> [Available data]:
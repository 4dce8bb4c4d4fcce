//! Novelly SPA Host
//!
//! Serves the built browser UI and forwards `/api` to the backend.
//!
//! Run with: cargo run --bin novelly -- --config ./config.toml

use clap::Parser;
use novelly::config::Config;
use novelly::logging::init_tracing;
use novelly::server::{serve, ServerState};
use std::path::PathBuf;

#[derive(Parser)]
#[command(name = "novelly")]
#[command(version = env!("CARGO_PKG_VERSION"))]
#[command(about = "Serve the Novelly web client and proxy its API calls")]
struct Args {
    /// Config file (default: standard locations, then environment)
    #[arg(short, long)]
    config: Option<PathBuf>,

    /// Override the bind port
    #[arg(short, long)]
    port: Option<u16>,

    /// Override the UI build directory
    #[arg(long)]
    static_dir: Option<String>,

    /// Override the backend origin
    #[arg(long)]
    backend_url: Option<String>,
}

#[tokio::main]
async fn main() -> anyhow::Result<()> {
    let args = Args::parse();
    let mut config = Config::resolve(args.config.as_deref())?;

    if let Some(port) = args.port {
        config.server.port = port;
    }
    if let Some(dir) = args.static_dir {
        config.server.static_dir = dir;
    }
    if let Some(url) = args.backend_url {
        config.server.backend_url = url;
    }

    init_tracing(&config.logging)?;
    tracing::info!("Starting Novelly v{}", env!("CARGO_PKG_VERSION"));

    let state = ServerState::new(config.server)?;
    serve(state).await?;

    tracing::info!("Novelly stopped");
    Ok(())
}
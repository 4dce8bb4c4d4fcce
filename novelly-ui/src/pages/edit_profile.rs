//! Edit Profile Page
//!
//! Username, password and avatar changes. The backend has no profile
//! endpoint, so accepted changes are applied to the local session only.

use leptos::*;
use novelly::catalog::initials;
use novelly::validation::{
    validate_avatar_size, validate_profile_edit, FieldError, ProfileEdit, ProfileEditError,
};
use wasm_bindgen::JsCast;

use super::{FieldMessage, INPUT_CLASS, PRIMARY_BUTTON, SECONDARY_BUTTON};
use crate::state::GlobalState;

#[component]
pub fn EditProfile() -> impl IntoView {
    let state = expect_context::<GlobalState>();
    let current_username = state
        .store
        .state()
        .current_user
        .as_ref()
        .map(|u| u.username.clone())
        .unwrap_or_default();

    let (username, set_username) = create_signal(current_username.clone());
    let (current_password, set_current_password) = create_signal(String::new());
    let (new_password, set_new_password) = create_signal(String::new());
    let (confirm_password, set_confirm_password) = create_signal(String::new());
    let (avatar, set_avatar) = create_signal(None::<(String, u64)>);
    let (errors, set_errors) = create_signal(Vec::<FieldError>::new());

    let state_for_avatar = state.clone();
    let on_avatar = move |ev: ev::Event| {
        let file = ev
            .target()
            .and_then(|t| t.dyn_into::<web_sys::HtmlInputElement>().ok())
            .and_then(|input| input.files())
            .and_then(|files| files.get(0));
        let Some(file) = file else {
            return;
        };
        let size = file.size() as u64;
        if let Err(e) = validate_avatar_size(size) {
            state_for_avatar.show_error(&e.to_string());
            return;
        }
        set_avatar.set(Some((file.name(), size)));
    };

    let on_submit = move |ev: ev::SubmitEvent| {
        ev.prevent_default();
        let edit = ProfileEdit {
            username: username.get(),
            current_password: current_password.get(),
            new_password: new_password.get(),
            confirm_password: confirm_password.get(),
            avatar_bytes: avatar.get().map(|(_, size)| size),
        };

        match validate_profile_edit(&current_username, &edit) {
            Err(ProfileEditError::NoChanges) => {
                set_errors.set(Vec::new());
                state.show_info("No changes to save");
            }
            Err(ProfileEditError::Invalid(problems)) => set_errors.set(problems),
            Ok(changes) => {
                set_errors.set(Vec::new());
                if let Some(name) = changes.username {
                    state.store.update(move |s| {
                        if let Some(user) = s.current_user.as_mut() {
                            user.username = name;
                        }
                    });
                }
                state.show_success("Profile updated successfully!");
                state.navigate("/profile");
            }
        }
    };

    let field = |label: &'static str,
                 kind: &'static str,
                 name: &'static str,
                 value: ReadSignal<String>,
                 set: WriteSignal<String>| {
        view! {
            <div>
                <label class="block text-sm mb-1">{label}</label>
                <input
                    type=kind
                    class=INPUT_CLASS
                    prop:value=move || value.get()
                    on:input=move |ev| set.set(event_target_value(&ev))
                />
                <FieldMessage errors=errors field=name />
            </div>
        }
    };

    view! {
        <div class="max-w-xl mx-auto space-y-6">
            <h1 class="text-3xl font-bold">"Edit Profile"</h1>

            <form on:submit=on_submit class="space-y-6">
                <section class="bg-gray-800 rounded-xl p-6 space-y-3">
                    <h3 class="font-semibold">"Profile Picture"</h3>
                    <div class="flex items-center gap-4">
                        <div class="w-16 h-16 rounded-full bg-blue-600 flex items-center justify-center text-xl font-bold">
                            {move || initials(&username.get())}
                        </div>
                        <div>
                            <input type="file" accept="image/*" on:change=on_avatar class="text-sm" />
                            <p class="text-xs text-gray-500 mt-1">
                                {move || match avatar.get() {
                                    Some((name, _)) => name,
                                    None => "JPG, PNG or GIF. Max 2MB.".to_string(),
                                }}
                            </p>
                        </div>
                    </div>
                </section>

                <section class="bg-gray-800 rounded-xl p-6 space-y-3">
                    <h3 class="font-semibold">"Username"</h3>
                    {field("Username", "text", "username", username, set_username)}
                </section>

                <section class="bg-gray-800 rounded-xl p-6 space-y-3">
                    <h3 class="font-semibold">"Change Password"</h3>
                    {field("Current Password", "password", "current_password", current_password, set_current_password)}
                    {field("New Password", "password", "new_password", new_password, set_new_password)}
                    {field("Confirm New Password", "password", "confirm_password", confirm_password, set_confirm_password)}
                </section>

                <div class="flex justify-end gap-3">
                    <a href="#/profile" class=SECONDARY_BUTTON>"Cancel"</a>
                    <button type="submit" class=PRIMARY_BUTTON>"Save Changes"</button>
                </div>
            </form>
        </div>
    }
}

> [Task item]: Restate, word for word and without additions, every line from the top of the listing above through the line that contains "use novelly::config::Config;".

> [Response to the exercise]:
repository 4dce8bb4c4d4fcce
//! Novelly SPA Host
//!
//! Serves the built browser UI and forwards `/api` to the backend.
//!
//! Run with: cargo run --bin novelly -- --config ./config.toml

use clap::Parser;
use novelly::config::Config;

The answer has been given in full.